- _Aim of the task_: Output each line of the data word for word, from the first through the line that holds "of this plan.", and leave off whatever follows.

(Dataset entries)
━━━━━━━━━━━━━━━━
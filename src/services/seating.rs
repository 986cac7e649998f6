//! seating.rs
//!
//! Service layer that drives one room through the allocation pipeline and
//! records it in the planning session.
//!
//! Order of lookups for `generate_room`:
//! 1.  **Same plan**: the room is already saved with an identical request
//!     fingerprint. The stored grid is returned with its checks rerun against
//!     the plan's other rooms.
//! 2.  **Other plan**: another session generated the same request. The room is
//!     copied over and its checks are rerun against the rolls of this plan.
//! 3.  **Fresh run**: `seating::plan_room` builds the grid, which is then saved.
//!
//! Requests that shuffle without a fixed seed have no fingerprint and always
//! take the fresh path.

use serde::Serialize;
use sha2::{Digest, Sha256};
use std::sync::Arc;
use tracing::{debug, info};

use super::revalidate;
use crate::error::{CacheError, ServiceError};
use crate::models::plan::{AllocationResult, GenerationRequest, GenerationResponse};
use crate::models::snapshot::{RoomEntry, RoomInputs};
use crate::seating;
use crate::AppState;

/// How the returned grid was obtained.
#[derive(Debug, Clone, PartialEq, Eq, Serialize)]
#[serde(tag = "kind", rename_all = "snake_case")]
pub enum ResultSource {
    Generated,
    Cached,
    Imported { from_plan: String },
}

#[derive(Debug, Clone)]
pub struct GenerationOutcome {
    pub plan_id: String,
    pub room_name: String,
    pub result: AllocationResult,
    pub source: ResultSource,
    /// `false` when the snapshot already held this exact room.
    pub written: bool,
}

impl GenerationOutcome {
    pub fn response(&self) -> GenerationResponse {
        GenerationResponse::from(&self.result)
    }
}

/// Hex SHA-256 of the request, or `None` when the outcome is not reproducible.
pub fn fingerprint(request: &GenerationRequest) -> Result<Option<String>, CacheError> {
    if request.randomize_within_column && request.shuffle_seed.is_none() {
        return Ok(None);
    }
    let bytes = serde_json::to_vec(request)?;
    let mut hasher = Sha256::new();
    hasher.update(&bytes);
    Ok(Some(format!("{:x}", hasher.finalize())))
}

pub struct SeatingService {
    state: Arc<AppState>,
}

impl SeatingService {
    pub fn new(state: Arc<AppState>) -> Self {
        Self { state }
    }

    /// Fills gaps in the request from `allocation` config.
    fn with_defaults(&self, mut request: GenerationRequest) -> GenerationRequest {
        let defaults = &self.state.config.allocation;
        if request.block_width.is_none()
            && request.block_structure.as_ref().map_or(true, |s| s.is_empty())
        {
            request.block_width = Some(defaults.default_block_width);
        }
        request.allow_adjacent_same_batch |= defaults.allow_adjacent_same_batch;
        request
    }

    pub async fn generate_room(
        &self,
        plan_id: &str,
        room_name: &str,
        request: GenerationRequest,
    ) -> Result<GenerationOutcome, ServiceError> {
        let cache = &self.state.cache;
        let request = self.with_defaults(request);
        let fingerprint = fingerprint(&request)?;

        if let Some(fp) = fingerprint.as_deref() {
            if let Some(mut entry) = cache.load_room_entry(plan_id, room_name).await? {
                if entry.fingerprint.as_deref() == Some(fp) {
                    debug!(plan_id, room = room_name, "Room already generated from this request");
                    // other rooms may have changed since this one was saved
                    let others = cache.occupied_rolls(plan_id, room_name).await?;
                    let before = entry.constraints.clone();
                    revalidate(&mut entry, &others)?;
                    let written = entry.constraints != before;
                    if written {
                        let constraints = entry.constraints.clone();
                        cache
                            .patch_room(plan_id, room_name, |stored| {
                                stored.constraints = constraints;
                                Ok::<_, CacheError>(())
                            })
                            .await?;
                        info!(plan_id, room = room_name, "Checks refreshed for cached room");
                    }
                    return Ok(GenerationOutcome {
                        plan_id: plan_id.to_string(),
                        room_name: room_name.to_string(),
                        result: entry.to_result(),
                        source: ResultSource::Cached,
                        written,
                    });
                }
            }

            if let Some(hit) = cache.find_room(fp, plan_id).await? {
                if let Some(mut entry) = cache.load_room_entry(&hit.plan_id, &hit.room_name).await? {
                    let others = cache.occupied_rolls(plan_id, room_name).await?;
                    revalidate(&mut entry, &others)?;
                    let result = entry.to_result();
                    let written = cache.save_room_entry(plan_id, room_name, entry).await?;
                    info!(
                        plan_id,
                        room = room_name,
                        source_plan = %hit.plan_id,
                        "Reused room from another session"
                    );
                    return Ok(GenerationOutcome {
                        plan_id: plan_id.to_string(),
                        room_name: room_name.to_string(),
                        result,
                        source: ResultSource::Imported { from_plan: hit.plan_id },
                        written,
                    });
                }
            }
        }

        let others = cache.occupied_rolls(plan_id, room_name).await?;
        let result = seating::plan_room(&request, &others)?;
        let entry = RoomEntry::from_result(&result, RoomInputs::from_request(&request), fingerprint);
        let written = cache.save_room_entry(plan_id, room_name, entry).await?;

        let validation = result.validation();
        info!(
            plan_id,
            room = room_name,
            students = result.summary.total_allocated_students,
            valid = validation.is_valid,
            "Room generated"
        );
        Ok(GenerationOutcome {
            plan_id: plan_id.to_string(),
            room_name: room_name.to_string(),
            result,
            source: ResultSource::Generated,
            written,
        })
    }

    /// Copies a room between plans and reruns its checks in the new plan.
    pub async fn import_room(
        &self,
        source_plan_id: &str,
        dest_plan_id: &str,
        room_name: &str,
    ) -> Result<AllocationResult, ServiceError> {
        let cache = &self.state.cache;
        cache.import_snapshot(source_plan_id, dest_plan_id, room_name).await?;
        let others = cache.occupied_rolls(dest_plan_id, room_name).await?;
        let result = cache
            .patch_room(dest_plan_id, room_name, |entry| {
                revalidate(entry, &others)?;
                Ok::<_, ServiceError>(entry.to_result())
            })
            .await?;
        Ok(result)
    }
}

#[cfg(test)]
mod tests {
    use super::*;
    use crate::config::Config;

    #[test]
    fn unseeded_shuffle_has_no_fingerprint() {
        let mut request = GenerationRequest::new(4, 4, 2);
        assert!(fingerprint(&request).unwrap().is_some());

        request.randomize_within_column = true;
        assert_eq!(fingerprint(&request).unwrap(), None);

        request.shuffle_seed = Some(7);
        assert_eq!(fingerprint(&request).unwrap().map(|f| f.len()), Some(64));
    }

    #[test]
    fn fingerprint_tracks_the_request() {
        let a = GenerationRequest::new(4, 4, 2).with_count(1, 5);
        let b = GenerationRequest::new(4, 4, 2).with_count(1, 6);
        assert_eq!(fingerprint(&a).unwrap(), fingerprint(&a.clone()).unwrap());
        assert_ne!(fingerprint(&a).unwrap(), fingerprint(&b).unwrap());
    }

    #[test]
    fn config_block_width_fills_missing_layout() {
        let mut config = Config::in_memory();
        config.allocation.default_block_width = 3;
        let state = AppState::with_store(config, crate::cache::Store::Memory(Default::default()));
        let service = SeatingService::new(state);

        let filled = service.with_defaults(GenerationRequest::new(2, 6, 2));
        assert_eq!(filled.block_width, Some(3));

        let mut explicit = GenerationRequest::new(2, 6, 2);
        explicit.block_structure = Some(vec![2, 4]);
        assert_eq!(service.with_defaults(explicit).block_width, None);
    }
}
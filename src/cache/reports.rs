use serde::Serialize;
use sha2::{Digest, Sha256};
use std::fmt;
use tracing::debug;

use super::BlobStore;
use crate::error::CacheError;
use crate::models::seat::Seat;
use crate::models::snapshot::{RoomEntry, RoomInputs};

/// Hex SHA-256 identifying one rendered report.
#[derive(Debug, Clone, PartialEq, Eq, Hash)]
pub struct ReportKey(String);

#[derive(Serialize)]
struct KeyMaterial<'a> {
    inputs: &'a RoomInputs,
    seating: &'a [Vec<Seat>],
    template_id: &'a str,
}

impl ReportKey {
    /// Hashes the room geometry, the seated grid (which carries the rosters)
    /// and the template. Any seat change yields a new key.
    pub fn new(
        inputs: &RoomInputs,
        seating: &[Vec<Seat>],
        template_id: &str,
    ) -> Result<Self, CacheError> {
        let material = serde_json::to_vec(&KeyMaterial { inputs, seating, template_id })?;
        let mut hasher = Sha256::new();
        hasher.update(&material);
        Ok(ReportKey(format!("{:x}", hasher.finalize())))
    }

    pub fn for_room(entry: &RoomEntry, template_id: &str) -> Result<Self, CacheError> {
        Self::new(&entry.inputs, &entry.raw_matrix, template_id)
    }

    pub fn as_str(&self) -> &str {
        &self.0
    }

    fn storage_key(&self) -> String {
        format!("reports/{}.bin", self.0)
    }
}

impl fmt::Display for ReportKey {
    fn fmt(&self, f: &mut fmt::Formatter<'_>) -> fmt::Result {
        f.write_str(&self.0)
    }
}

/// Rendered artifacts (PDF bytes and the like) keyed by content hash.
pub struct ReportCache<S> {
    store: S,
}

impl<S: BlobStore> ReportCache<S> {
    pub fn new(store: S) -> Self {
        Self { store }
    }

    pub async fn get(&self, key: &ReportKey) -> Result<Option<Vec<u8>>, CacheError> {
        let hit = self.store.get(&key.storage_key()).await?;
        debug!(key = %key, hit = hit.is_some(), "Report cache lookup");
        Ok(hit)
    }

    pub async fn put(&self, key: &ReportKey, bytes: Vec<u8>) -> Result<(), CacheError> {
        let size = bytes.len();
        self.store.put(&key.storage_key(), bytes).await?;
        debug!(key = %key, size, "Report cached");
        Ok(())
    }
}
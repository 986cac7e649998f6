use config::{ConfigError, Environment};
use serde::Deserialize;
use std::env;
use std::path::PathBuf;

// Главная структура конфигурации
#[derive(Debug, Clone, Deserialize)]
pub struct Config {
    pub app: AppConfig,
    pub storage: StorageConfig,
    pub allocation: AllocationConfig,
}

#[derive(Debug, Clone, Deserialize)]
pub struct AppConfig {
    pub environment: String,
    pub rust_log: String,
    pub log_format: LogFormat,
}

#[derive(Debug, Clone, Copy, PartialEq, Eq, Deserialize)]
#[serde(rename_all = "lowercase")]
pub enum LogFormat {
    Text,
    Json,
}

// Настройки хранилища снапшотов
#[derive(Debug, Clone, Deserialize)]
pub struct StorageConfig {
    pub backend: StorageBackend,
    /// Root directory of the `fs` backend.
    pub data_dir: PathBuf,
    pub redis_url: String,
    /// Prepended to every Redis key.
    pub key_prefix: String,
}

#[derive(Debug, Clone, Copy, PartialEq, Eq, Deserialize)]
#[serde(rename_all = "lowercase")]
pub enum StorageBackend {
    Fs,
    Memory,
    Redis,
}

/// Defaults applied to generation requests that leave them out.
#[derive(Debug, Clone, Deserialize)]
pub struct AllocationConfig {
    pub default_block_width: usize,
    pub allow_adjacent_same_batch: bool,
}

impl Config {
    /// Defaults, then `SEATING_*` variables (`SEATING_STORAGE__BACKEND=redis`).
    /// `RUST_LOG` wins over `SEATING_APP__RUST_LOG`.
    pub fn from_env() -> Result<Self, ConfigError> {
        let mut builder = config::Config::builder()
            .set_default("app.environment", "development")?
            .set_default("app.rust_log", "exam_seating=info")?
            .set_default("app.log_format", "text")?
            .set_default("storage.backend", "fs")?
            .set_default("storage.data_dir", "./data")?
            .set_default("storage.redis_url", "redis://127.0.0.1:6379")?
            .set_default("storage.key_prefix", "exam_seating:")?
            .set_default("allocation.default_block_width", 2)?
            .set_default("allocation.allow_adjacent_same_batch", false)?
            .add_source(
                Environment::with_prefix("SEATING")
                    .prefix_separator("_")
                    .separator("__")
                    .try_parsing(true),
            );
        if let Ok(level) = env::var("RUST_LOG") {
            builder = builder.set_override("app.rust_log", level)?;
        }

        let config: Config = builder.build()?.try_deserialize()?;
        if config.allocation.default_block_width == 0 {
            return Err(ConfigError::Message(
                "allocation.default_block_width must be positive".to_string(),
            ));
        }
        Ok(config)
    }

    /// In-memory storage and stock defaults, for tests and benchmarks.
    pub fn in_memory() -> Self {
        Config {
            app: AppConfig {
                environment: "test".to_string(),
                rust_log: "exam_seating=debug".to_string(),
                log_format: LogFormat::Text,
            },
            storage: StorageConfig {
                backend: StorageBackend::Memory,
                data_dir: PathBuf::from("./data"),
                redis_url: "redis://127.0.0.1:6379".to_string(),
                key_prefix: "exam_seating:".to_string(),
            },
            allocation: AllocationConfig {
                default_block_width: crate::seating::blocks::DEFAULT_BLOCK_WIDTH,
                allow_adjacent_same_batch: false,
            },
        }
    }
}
━━━━━━━━━━━━━━━━
- _Answer to this problem_:
filename src/services/seating.rs
repository 986cac7e649998f6
//! seating.rs
//!
//! Service layer that drives one room through the allocation pipeline and
//! records it in the planning session.
//!
//! Order of lookups for `generate_room`:
//! 1.  **Same plan**: the room is already saved with an identical request
//!     fingerprint. The stored grid is returned with its checks rerun against
//!     the plan's other rooms.
//! 2.  **Other plan**: another session generated the same request. The room is
//!     copied over and its checks are rerun against the rolls of this plan.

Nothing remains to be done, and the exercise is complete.